Люди как люди, у всех свои проблемы, все куда-то, как обычно, торопятся. И плакаты через улицу – с пожеланиями счастливой масленицы. Мы вынырнули из метро, и на троллейбусной остановке я заметил первые признаки траура. Некоторые из старающихся влезть в троллейбус были с цветами. И у всех в букетах было четное количество цветков. Траур.
И серое мрачное небо. Носалевич расчехлил камеру в троллейбусе и, оказалось, был совершенно прав. Четыре остановки перед Останкино мы проехали не останавливаясь. От Останкино, вдоль пруда, на протяжении всех четырех остановок тянулась очередь. Я не особенно силен в подсчете голов, но несколько тысяч там было наверняка. Люди стояли в несколько рядов. Вся очередь была заботливо огорожена металлическими ограждениями, стояли милиционеры. Было похоже, что сюда пригнали всю милицию Москвы. Они стояли вдоль ограждения, редкой цепочкой разместились на противоположной стороне улицы и группами перекрывали оставленные в ограждении проходы.
– Украинское телевидение! – кричали мы, размахивая удостоверениями, и нас пропустили ко входу.
Собственно, входов в Останкино было несколько. Тот, через который шла основная масса людей, нам, естественно, не подходил. И ежу было понятно, что раньше, чем через несколько часов, к гробу нам не попасть. Был еще один вход – служебный. Вот туда-то мы и рванули. Оказалось, что не одни мы такие умные. Туда почти никого не пускали. Нас, например, не пустили. На Носалевича, который попытался поснимать в вестибюле возле бюро пропусков, кинулся милиционер в бронежилете и с автоматом: «Нельзя снимать, выйдите на улицу!»

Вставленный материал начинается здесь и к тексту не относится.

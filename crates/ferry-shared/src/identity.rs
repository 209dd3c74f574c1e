//! Contract for the external identity provider.
//!
//! The signaling layer never issues credentials; it only verifies opaque
//! bearer tokens through this interface and receives back the user id the
//! provider minted at signup.

use serde::{Deserialize, Serialize};
use thiserror::Error;

use crate::types::UserId;

/// Identity returned by a successful credential verification.
#[derive(Debug, Clone, Serialize, Deserialize, PartialEq, Eq)]
pub struct VerifiedIdentity {
    pub id: UserId,
    pub email: String,
}

#[derive(Debug, Error, PartialEq, Eq)]
pub enum AuthError {
    #[error("token is not valid")]
    InvalidToken,

    #[error("token has expired")]
    ExpiredToken,
}

/// Verifies an opaque bearer credential.
pub trait IdentityProvider: Send + Sync {
    fn verify(&self, token: &str) -> Result<VerifiedIdentity, AuthError>;
}
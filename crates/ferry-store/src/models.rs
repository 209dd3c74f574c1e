//! Domain model structs persisted in the SQLite database.
//!
//! Every struct derives `Serialize` and `Deserialize`; `LinkEntry` is also
//! the on-disk shape of the `link_requests.entries` JSON column, so its
//! field names are camelCase like the wire protocol.

use chrono::{DateTime, Utc};
use serde::{Deserialize, Serialize};

use ferry_shared::types::UserId;

// ---------------------------------------------------------------------------
// Link requests
// ---------------------------------------------------------------------------

/// One sender's proposal inside a recipient's negotiation record.
#[derive(Debug, Clone, Serialize, Deserialize, PartialEq, Eq)]
#[serde(rename_all = "camelCase")]
pub struct LinkEntry {
    pub sender_id: UserId,
    /// Opaque link token proposed by the sender.
    pub link: String,
    /// Tri-state outcome: `None` while pending, then set exactly once.
    #[serde(default, skip_serializing_if = "Option::is_none")]
    pub accepted: Option<bool>,
}

impl LinkEntry {
    pub fn pending(sender_id: UserId, link: impl Into<String>) -> Self {
        Self {
            sender_id,
            link: link.into(),
            accepted: None,
        }
    }
}

/// Persisted negotiation record.  Exactly one per recipient user id; the
/// entry list is ordered by arrival and is NOT deduplicated per sender.
#[derive(Debug, Clone, Serialize, Deserialize, PartialEq, Eq)]
pub struct LinkRequest {
    pub recipient_id: UserId,
    pub entries: Vec<LinkEntry>,
}

impl LinkRequest {
    pub fn new(recipient_id: UserId) -> Self {
        Self {
            recipient_id,
            entries: Vec::new(),
        }
    }

    /// First entry from the given sender, in arrival order.
    pub fn entry_for_sender(&self, sender_id: &UserId) -> Option<&LinkEntry> {
        self.entries.iter().find(|e| &e.sender_id == sender_id)
    }

    pub fn entry_for_sender_mut(&mut self, sender_id: &UserId) -> Option<&mut LinkEntry> {
        self.entries.iter_mut().find(|e| &e.sender_id == sender_id)
    }
}

// ---------------------------------------------------------------------------
// Transfer progress
// ---------------------------------------------------------------------------

/// Progress marker for one in-flight chunked transfer, keyed by
/// `(sender_id, recipient_id, file_name)`.  Upserted on every chunk, so at
/// most one row exists per key.
#[derive(Debug, Clone, Serialize, Deserialize, PartialEq, Eq)]
pub struct TransferMeta {
    pub sender_id: UserId,
    pub recipient_id: UserId,
    pub file_name: String,
    /// Index of the last chunk the sender reported.
    pub current_chunk: u32,
    pub total_chunks: u32,
    /// When this row was last upserted.
    pub updated_at: DateTime<Utc>,
}
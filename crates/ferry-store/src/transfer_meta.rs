//! CRUD helpers for transfer-progress markers.

use chrono::{DateTime, Utc};
use rusqlite::{params, OptionalExtension};

use ferry_shared::types::UserId;

use crate::database::Database;
use crate::error::Result;
use crate::models::TransferMeta;

impl Database {
    /// Insert or overwrite the progress row for the record's
    /// `(sender, recipient, file)` key.  Last write wins.
    pub fn upsert_transfer_meta(&self, meta: &TransferMeta) -> Result<()> {
        self.conn().execute(
            "INSERT INTO transfer_meta
                 (sender_id, recipient_id, file_name, current_chunk, total_chunks, updated_at)
             VALUES (?1, ?2, ?3, ?4, ?5, ?6)
             ON CONFLICT(sender_id, recipient_id, file_name) DO UPDATE SET
                 current_chunk = excluded.current_chunk,
                 total_chunks  = excluded.total_chunks,
                 updated_at    = excluded.updated_at",
            params![
                meta.sender_id.as_str(),
                meta.recipient_id.as_str(),
                meta.file_name,
                meta.current_chunk,
                meta.total_chunks,
                meta.updated_at.to_rfc3339(),
            ],
        )?;
        Ok(())
    }

    /// First progress row for a `(sender, recipient)` pair, in insertion
    /// order.  The pair may have rows for several files; resume queries do
    /// not name the file.
    pub fn find_transfer_meta(
        &self,
        sender_id: &UserId,
        recipient_id: &UserId,
    ) -> Result<Option<TransferMeta>> {
        let row = self
            .conn()
            .query_row(
                "SELECT sender_id, recipient_id, file_name, current_chunk, total_chunks, updated_at
                 FROM transfer_meta
                 WHERE sender_id = ?1 AND recipient_id = ?2
                 ORDER BY rowid
                 LIMIT 1",
                params![sender_id.as_str(), recipient_id.as_str()],
                row_to_transfer_meta,
            )
            .optional()?;
        Ok(row)
    }

    /// Delete every progress row matching `(recipient, file)`, across all
    /// senders.  Returns the number of rows removed.
    pub fn delete_transfer_meta(&self, recipient_id: &UserId, file_name: &str) -> Result<usize> {
        let affected = self.conn().execute(
            "DELETE FROM transfer_meta WHERE recipient_id = ?1 AND file_name = ?2",
            params![recipient_id.as_str(), file_name],
        )?;
        Ok(affected)
    }
}

fn row_to_transfer_meta(row: &rusqlite::Row<'_>) -> rusqlite::Result<TransferMeta> {
    let sender_id: String = row.get(0)?;
    let recipient_id: String = row.get(1)?;
    let file_name: String = row.get(2)?;
    let current_chunk: u32 = row.get(3)?;
    let total_chunks: u32 = row.get(4)?;
    let ts_str: String = row.get(5)?;

    let updated_at: DateTime<Utc> = DateTime::parse_from_rfc3339(&ts_str)
        .map(|dt| dt.with_timezone(&Utc))
        .map_err(|e| {
            rusqlite::Error::FromSqlConversionFailure(5, rusqlite::types::Type::Text, Box::new(e))
        })?;

    Ok(TransferMeta {
        sender_id: UserId::new(sender_id),
        recipient_id: UserId::new(recipient_id),
        file_name,
        current_chunk,
        total_chunks,
        updated_at,
    })
}

#[cfg(test)]
mod tests {
    use super::*;

    fn open_test_db() -> (tempfile::TempDir, Database) {
        let dir = tempfile::tempdir().unwrap();
        let db = Database::open_at(&dir.path().join("test.db")).unwrap();
        (dir, db)
    }

    fn meta(sender: &str, recipient: &str, file: &str, chunk: u32, total: u32) -> TransferMeta {
        TransferMeta {
            sender_id: UserId::from(sender),
            recipient_id: UserId::from(recipient),
            file_name: file.to_string(),
            current_chunk: chunk,
            total_chunks: total,
            updated_at: Utc::now(),
        }
    }

    #[test]
    fn upsert_is_last_write_wins() {
        let (_dir, db) = open_test_db();

        db.upsert_transfer_meta(&meta("alice", "bob", "photo.png", 0, 3))
            .unwrap();
        db.upsert_transfer_meta(&meta("alice", "bob", "photo.png", 2, 3))
            .unwrap();

        let found = db
            .find_transfer_meta(&UserId::from("alice"), &UserId::from("bob"))
            .unwrap()
            .unwrap();
        assert_eq!(found.current_chunk, 2);

        // Still exactly one row for the key.
        let count: u32 = db
            .conn()
            .query_row("SELECT COUNT(*) FROM transfer_meta", [], |r| r.get(0))
            .unwrap();
        assert_eq!(count, 1);
    }

    #[test]
    fn find_is_scoped_to_the_pair() {
        let (_dir, db) = open_test_db();

        db.upsert_transfer_meta(&meta("alice", "bob", "a.bin", 1, 4))
            .unwrap();

        assert!(db
            .find_transfer_meta(&UserId::from("bob"), &UserId::from("alice"))
            .unwrap()
            .is_none());
        assert!(db
            .find_transfer_meta(&UserId::from("alice"), &UserId::from("bob"))
            .unwrap()
            .is_some());
    }

    #[test]
    fn delete_clears_all_senders_for_the_file() {
        let (_dir, db) = open_test_db();

        db.upsert_transfer_meta(&meta("alice", "bob", "f.txt", 1, 2))
            .unwrap();
        db.upsert_transfer_meta(&meta("carol", "bob", "f.txt", 0, 5))
            .unwrap();
        db.upsert_transfer_meta(&meta("alice", "bob", "other.txt", 0, 1))
            .unwrap();

        assert_eq!(
            db.delete_transfer_meta(&UserId::from("bob"), "f.txt").unwrap(),
            2
        );

        // The unrelated file survives.
        let remaining = db
            .find_transfer_meta(&UserId::from("alice"), &UserId::from("bob"))
            .unwrap()
            .unwrap();
        assert_eq!(remaining.file_name, "other.txt");
    }
}
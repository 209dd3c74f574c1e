//! Transfer relay.
//!
//! Chunks are relayed, never stored: the only durable state is one
//! progress marker per (sender, recipient, file) key, upserted on every
//! chunk so an interrupted transfer can be resumed after a reconnect.
//! A chunk is forwarded only when the recipient's negotiation record
//! shows an accepted link from the sender; everything else is withheld
//! silently, which is denial, not an error.

use std::sync::Arc;

use chrono::Utc;
use tokio::sync::Mutex;
use tracing::{debug, warn};

use ferry_shared::protocol::{FileChunk, IncomingFileChunk, ServerEvent, TransferSnapshot};
use ferry_shared::types::UserId;
use ferry_store::{Database, TransferMeta};

use crate::registry::{ConnectionHandle, ConnectionRegistry};

pub struct TransferRelay {
    registry: ConnectionRegistry,
    db: Arc<Mutex<Database>>,
}

impl TransferRelay {
    pub fn new(registry: ConnectionRegistry, db: Arc<Mutex<Database>>) -> Self {
        Self { registry, db }
    }

    /// Record progress for one chunk, then forward it to the recipient iff
    /// the recipient previously accepted a link from this sender.
    ///
    /// The progress upsert and the acceptance read are separate store
    /// round-trips; a response racing in between may be observed by one
    /// and not the other.
    pub async fn send_chunk(&self, sender_id: &UserId, chunk: FileChunk) {
        let meta = TransferMeta {
            sender_id: sender_id.clone(),
            recipient_id: chunk.recipient_id.clone(),
            file_name: chunk.file_name.clone(),
            current_chunk: chunk.chunk_index,
            total_chunks: chunk.total_chunks,
            updated_at: Utc::now(),
        };

        {
            let db = self.db.lock().await;
            if let Err(e) = db.upsert_transfer_meta(&meta) {
                warn!(
                    sender = %sender_id,
                    recipient = %chunk.recipient_id,
                    file = %chunk.file_name,
                    error = %e,
                    "failed to persist transfer progress, dropping chunk"
                );
                return;
            }
        }

        let accepted = {
            let db = self.db.lock().await;
            match db.get_link_request(&chunk.recipient_id) {
                Ok(record) => record
                    .and_then(|r| r.entry_for_sender(sender_id).and_then(|e| e.accepted))
                    .unwrap_or(false),
                Err(e) => {
                    warn!(
                        recipient = %chunk.recipient_id,
                        error = %e,
                        "failed to read negotiation record, dropping chunk"
                    );
                    return;
                }
            }
        };

        if !accepted {
            debug!(
                sender = %sender_id,
                recipient = %chunk.recipient_id,
                "withholding chunk without an accepted link"
            );
            return;
        }

        let recipient_conn = self.registry.lookup(&chunk.recipient_id).await;
        match recipient_conn {
            Some(conn) => {
                conn.push(ServerEvent::FileChunkReceived(IncomingFileChunk {
                    file_name: chunk.file_name,
                    chunk_data: chunk.chunk_data,
                    chunk_index: chunk.chunk_index,
                }));
            }
            None => {
                debug!(recipient = %chunk.recipient_id, "recipient not connected, chunk dropped");
            }
        }
    }

    /// Clear every progress marker for `(recipient, file)`, across all
    /// senders.
    pub async fn complete_transfer(&self, recipient_id: &UserId, file_name: &str) {
        let db = self.db.lock().await;
        match db.delete_transfer_meta(recipient_id, file_name) {
            Ok(n) => debug!(
                recipient = %recipient_id,
                file = %file_name,
                records = n,
                "transfer completed"
            ),
            Err(e) => warn!(
                recipient = %recipient_id,
                file = %file_name,
                error = %e,
                "failed to clear transfer progress"
            ),
        }
    }

    /// Reply to the querying connection with resumable progress for the
    /// pair, if any.  Absence sends nothing.
    pub async fn check_resume(
        &self,
        recipient_id: &UserId,
        sender_id: &UserId,
        reply_to: &ConnectionHandle,
    ) {
        let found = {
            let db = self.db.lock().await;
            match db.find_transfer_meta(sender_id, recipient_id) {
                Ok(found) => found,
                Err(e) => {
                    warn!(
                        sender = %sender_id,
                        recipient = %recipient_id,
                        error = %e,
                        "failed to look up transfer progress"
                    );
                    return;
                }
            }
        };

        if let Some(meta) = found {
            reply_to.push(ServerEvent::ResumeFileTransfer(TransferSnapshot {
                sender_id: meta.sender_id,
                recipient_id: meta.recipient_id,
                file_name: meta.file_name,
                current_chunk: meta.current_chunk,
                total_chunks: meta.total_chunks,
            }));
        }
    }
}
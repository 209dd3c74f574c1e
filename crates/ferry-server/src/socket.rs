//! WebSocket upgrade and per-connection event dispatch.
//!
//! Each connection runs two tasks: a writer draining the connection's
//! bounded outbound queue into JSON text frames, and the read loop below
//! parsing client events and dispatching them to the services.  A failure
//! while handling one event is isolated to that event; the connection and
//! the server keep running.

use axum::extract::ws::{Message, WebSocket, WebSocketUpgrade};
use axum::extract::{Query, State};
use axum::http::HeaderMap;
use axum::response::Response;
use futures::{SinkExt, StreamExt};
use serde::Deserialize;
use tokio::sync::mpsc;
use tracing::{debug, info, warn};

use ferry_shared::identity::VerifiedIdentity;
use ferry_shared::protocol::{ClientEvent, ServerEvent};
use ferry_shared::types::{ConnectionId, UserId};

use crate::api::AppState;
use crate::error::ServerError;
use crate::registry::{ConnectionHandle, OUTBOUND_QUEUE_CAPACITY};

#[derive(Deserialize)]
pub struct WsQuery {
    token: Option<String>,
}

/// `GET /ws` upgrade handler.
///
/// When an identity provider is configured the upgrade requires a bearer
/// token (Authorization header or `?token=` for browser clients) and the
/// connection is bound to the verified identity; otherwise registration
/// trusts the client-supplied user id.
pub async fn ws_handler(
    ws: WebSocketUpgrade,
    State(state): State<AppState>,
    headers: HeaderMap,
    Query(query): Query<WsQuery>,
) -> Result<Response, ServerError> {
    let identity = match &state.identity {
        Some(provider) => {
            let token = bearer_token(&headers)
                .or(query.token.as_deref())
                .ok_or(ServerError::MissingToken)?;
            Some(provider.verify(token)?)
        }
        None => None,
    };

    Ok(ws.on_upgrade(move |socket| handle_connection(socket, state, identity)))
}

fn bearer_token(headers: &HeaderMap) -> Option<&str> {
    headers
        .get("authorization")
        .and_then(|v| v.to_str().ok())
        .and_then(|v| v.strip_prefix("Bearer "))
}

async fn handle_connection(
    socket: WebSocket,
    state: AppState,
    identity: Option<VerifiedIdentity>,
) {
    let connection_id = ConnectionId::new();
    info!(connection = %connection_id.short(), "connection opened");

    let (mut sink, mut stream) = socket.split();
    let (tx, mut rx) = mpsc::channel::<ServerEvent>(OUTBOUND_QUEUE_CAPACITY);
    let handle = ConnectionHandle::new(connection_id, tx);

    // Writer task: drain queued events into JSON text frames.
    let writer = tokio::spawn(async move {
        while let Some(event) = rx.recv().await {
            let text = match serde_json::to_string(&event) {
                Ok(text) => text,
                Err(e) => {
                    warn!(error = %e, "failed to encode outbound event");
                    continue;
                }
            };
            if sink.send(Message::Text(text)).await.is_err() {
                break;
            }
        }
    });

    // The user id this connection registered, used as the sender identity
    // for chunk events.
    let mut registered: Option<UserId> = None;

    while let Some(message) = stream.next().await {
        let message = match message {
            Ok(message) => message,
            Err(e) => {
                debug!(connection = %connection_id.short(), error = %e, "socket error");
                break;
            }
        };

        match message {
            Message::Text(text) => match serde_json::from_str::<ClientEvent>(&text) {
                Ok(event) => {
                    dispatch_event(&state, &handle, &mut registered, identity.as_ref(), event)
                        .await;
                }
                Err(e) => {
                    debug!(
                        connection = %connection_id.short(),
                        error = %e,
                        "dropping malformed event"
                    );
                }
            },
            Message::Close(_) => break,
            // Pings are answered by the protocol layer.
            Message::Ping(_) | Message::Pong(_) => {}
            Message::Binary(_) => {
                debug!(connection = %connection_id.short(), "dropping unexpected binary frame");
            }
        }
    }

    writer.abort();

    // Registry eviction and negotiation purge happen together with the
    // connection's destruction.
    if let Some(user_id) = state.registry.remove_by_connection(connection_id).await {
        info!(connection = %connection_id.short(), user = %user_id, "user disconnected");
        state.negotiation.purge_user(&user_id).await;
    } else {
        info!(connection = %connection_id.short(), "connection closed");
    }
}

async fn dispatch_event(
    state: &AppState,
    conn: &ConnectionHandle,
    registered: &mut Option<UserId>,
    identity: Option<&VerifiedIdentity>,
    event: ClientEvent,
) {
    match event {
        ClientEvent::Register(user_id) => {
            // A connection bound to a verified identity may only register
            // as that identity.
            if let Some(identity) = identity {
                if identity.id != user_id {
                    warn!(
                        claimed = %user_id,
                        verified = %identity.id,
                        "rejecting register for mismatched identity"
                    );
                    return;
                }
            }
            state.registry.register(user_id.clone(), conn.clone()).await;
            *registered = Some(user_id);
        }

        ClientEvent::SendLinkRequest(proposal) => {
            state
                .negotiation
                .request_link(&proposal.from, &proposal.to, &proposal.link)
                .await;
        }

        ClientEvent::SendLinkResponse(response) => {
            state
                .negotiation
                .respond_to_link(&response.from, &response.to, response.accepted)
                .await;
        }

        ClientEvent::SendFileChunk(chunk) => {
            // The sender identity comes from this connection's
            // registration, not from the payload.
            let Some(sender_id) = registered.as_ref() else {
                debug!(
                    connection = %conn.id().short(),
                    "dropping chunk from unregistered connection"
                );
                return;
            };
            state.relay.send_chunk(sender_id, chunk).await;
        }

        ClientEvent::CompleteFileTransfer(complete) => {
            state
                .relay
                .complete_transfer(&complete.recipient_id, &complete.file_name)
                .await;
        }

        ClientEvent::CheckFileTransfer(recipient_id, sender_id) => {
            state
                .relay
                .check_resume(&recipient_id, &sender_id, conn)
                .await;
        }
    }
}
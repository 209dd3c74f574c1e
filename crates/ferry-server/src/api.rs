use std::sync::Arc;

use axum::{http::Method, routing::get, Json, Router};
use serde::Serialize;
use tokio::sync::Mutex;
use tower_http::cors::{Any, CorsLayer};
use tower_http::trace::TraceLayer;
use tracing::info;

use ferry_shared::identity::IdentityProvider;
use ferry_store::Database;

use crate::negotiation::LinkNegotiation;
use crate::registry::ConnectionRegistry;
use crate::socket;
use crate::transfer::TransferRelay;

#[derive(Clone)]
pub struct AppState {
    pub registry: ConnectionRegistry,
    pub negotiation: Arc<LinkNegotiation>,
    pub relay: Arc<TransferRelay>,
    pub identity: Option<Arc<dyn IdentityProvider>>,
}

impl AppState {
    /// Wire the signaling subsystems around one shared store handle.
    pub fn new(db: Database, identity: Option<Arc<dyn IdentityProvider>>) -> Self {
        let db = Arc::new(Mutex::new(db));
        let registry = ConnectionRegistry::new();
        let negotiation = Arc::new(LinkNegotiation::new(registry.clone(), db.clone()));
        let relay = Arc::new(TransferRelay::new(registry.clone(), db));

        Self {
            registry,
            negotiation,
            relay,
            identity,
        }
    }
}

pub fn build_router(state: AppState) -> Router {
    let cors = CorsLayer::new()
        .allow_origin(Any)
        .allow_methods([Method::GET])
        .allow_headers(Any);

    Router::new()
        .route("/health", get(health_check))
        .route("/ws", get(socket::ws_handler))
        .layer(cors)
        .layer(TraceLayer::new_for_http())
        .with_state(state)
}

#[derive(Serialize)]
struct HealthResponse {
    status: &'static str,
    version: &'static str,
}

async fn health_check() -> Json<HealthResponse> {
    Json(HealthResponse {
        status: "ok",
        version: env!("CARGO_PKG_VERSION"),
    })
}

pub async fn serve(state: AppState, addr: std::net::SocketAddr) -> anyhow::Result<()> {
    let app = build_router(state);

    info!(addr = %addr, "Starting signaling server");

    let listener = tokio::net::TcpListener::bind(addr).await?;
    axum::serve(listener, app).await?;

    Ok(())
}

Не помогли ни ссылки на свою принадлежность к украинскому телевидению, ни удостоверения прессы.
Здесь пропускали только работников студии, родственников и близких работников студии, близких родственников и родственников близких. У дверей, перед самым входом в вестибюль, стояла большая фотография Листьева, лежали цветы. Носалевич снимал входящих и выходящих. Мимо нас мелькнул Александр Буйнов, еще пара знакомых лиц. «Не попадем мы вовнутрь!» – пессимистически тянул Парамонов, но от нас не отходил. Кроме всего прочего, он пообещал отвести нас в Дом кино, на премьеру. Так что судьба у него была на этот вечер с нами общая.